We take a look at what’s on the menu with pastry chef Mohamed Nabeel Al Khatib from Batteel Bakery, Qatar.
What can you tell us about your career journey so far?
I have been a pastry chef for 15 years, and I have loved it from day one. There is great joy in education, especially in the kitchen. You never stop learning when you’re a chef.
How has your professional experience helped shape you into the chef you are today?
I believe that the challenges I have faced and overcome throughout the years I have spent in this field have made me who I am today. Ultimately, food is a science, and it’s a process of discovery. Things don’t always go the way you expect them to, but you often end up creating something that’s unique, which is beautiful.
What are you cooking today?
I am making something sweet and crunchy using Nestlé® biscuits, condensed milk, chocolate and cream. It’s a lift-me-up dessert that hits all the right notes!
What are the main ingredients and products you are using these days?
I am using many different ingredients. Many of the recipes feature Nestlé chocolate.
What important food trends have you been noticing lately?
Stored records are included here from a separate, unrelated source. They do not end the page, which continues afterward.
//! Spendsight CLI - Spending analytics from transaction exports
//!
//! Usage:
//!   spendsight recurring --file txns.csv              Detect recurring payments
//!   spendsight budgets --file txns.csv -b budgets.json Project month-end spending
//!   spendsight alerts --file txns.csv -b budgets.json  Show budget alerts
//!   spendsight insights --file txns.csv                Behavioral insights
//!   spendsight report --file txns.csv                  Everything at once

mod cli;
mod commands;


use anyhow::Result;
use clap::Parser;
use tracing_subscriber::{fmt, prelude::*, EnvFilter};

use cli::*;

fn main() -> Result<()> {
    let cli = Cli::parse();

    // Set up logging
    // Priority: RUST_LOG env var > --verbose flag > default (info)
    let filter = if std::env::var("RUST_LOG").is_ok() {
        EnvFilter::from_default_env()
    } else if cli.verbose {
        EnvFilter::new("debug")
    } else {
        EnvFilter::new("info")
    };

    tracing_subscriber::registry()
        .with(filter)
        .with(fmt::layer().with_target(false).compact())
        .init();

    let as_of = cli.as_of.as_deref();
    match cli.command {
        Commands::Recurring => commands::cmd_recurring(&cli.file, as_of, cli.json),
        Commands::Budgets { budgets } => {
            commands::cmd_budgets(&cli.file, &budgets, as_of, cli.json)
        }
        Commands::Alerts { budgets } => commands::cmd_alerts(&cli.file, &budgets, as_of, cli.json),
        Commands::Insights => commands::cmd_insights(&cli.file, as_of, cli.json),
        Commands::Report { budgets } => {
            commands::cmd_report(&cli.file, budgets.as_deref(), as_of, cli.json)
        }
    }
}
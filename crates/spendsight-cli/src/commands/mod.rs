//! CLI command implementations
//!
//! Commands are organized by domain:
//! - `budgets` - Budget projection and alert commands
//! - `input` - CSV/JSON loading, validation, and date resolution
//! - `insights` - Insight battery command
//! - `recurring` - Recurring payment detection command
//! - `report` - Combined report command

pub mod budgets;
pub mod input;
pub mod insights;
pub mod recurring;
pub mod report;

// Re-export command functions for main.rs
pub use budgets::*;
pub use insights::*;
pub use recurring::*;
pub use report::*;

/// Truncate a string to a maximum number of characters, adding "..." if
/// truncated. Counts chars, not bytes: merchant names are arbitrary UTF-8.
pub fn truncate(s: &str, max: usize) -> String {
    if s.chars().count() <= max {
        s.to_string()
    } else {
        let kept: String = s.chars().take(max.saturating_sub(3)).collect();
        format!("{}...", kept)
    }
}
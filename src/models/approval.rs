use chrono::{DateTime, Utc};
use serde::{Deserialize, Serialize};
use uuid::Uuid;

/// One approval gate of one request: the persisted instance of a
/// [`StepTemplate`](super::workflow::StepTemplate).
///
/// The bearer token itself is never stored; only its SHA-256 digest is.
#[derive(Debug, Clone, Serialize, Deserialize, sqlx::FromRow)]
pub struct ApprovalRecord {
    pub id: Uuid,
    pub request_id: Uuid,
    pub workflow_id: Uuid,
    pub workflow_revision: i32,
    pub step_order: i32,
    pub approver_email: String,
    pub approver_name: String,
    #[serde(skip_serializing)]
    pub token_hash: String,
    pub token_expires_at: DateTime<Utc>,
    pub status: ApprovalStatus,
    pub approved_at: Option<DateTime<Utc>>,
    pub rejected_at: Option<DateTime<Utc>>,
    pub rejection_reason: Option<String>,
    pub ip_address: Option<String>,
    pub user_agent: Option<String>,
    pub created_at: DateTime<Utc>,
    pub updated_at: DateTime<Utc>,
}

impl ApprovalRecord {
    pub fn is_expired_at(&self, now: DateTime<Utc>) -> bool {
        now > self.token_expires_at
    }

    /// When the record left `pending`, if it has.
    pub fn resolved_at(&self) -> Option<DateTime<Utc>> {
        match self.status {
            ApprovalStatus::Pending => None,
            ApprovalStatus::Approved => self.approved_at,
            ApprovalStatus::Rejected => self.rejected_at,
            ApprovalStatus::Expired => Some(self.updated_at),
        }
    }
}

#[derive(Debug, Serialize, Deserialize, sqlx::Type, PartialEq, Eq, Hash, Clone, Copy)]
#[serde(rename_all = "lowercase")]
#[sqlx(type_name = "varchar", rename_all = "lowercase")]
pub enum ApprovalStatus {
    Pending,
    Approved,
    Rejected,
    Expired,
}

impl ApprovalStatus {
    pub const ALL: [ApprovalStatus; 4] = [
        ApprovalStatus::Pending,
        ApprovalStatus::Approved,
        ApprovalStatus::Rejected,
        ApprovalStatus::Expired,
    ];

    pub fn is_terminal(self) -> bool {
        !matches!(self, ApprovalStatus::Pending)
    }

    pub fn as_str(self) -> &'static str {
        match self {
            ApprovalStatus::Pending => "pending",
            ApprovalStatus::Approved => "approved",
            ApprovalStatus::Rejected => "rejected",
            ApprovalStatus::Expired => "expired",
        }
    }
}

impl std::fmt::Display for ApprovalStatus {
    fn fmt(&self, f: &mut std::fmt::Formatter<'_>) -> std::fmt::Result {
        f.write_str(self.as_str())
    }
}

/// The decision carried by an action link.
#[derive(Debug, Serialize, Deserialize, PartialEq, Eq, Clone, Copy)]
#[serde(rename_all = "lowercase")]
pub enum ApprovalAction {
    Approve,
    Reject,
}

impl ApprovalAction {
    pub fn parse(raw: &str) -> Option<Self> {
        match raw.trim().to_ascii_lowercase().as_str() {
            "approve" => Some(ApprovalAction::Approve),
            "reject" => Some(ApprovalAction::Reject),
            _ => None,
        }
    }

    pub fn as_str(self) -> &'static str {
        match self {
            ApprovalAction::Approve => "approve",
            ApprovalAction::Reject => "reject",
        }
    }

    /// The status a pending record moves to when this action is applied.
    pub fn target_status(self) -> ApprovalStatus {
        match self {
            ApprovalAction::Approve => ApprovalStatus::Approved,
            ApprovalAction::Reject => ApprovalStatus::Rejected,
        }
    }
}

/// Caller metadata captured from the callback HTTP request.
#[derive(Debug, Clone, Default, Serialize, Deserialize, PartialEq, Eq)]
pub struct ClientMeta {
    pub ip_address: Option<String>,
    pub user_agent: Option<String>,
}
There’s definitely an emphasis on healthy, vegetarian and fusion cuisine, which has been translated into the market with new and exciting ingredients.
What advice would you give suppliers and foodservice professionals who are looking to offer their best to the market and meet demand?
It is extremely important to offer healthier, sustainable options that do not harm the environment. Suppliers should also insure the availability of products and ingredients regardless of the season.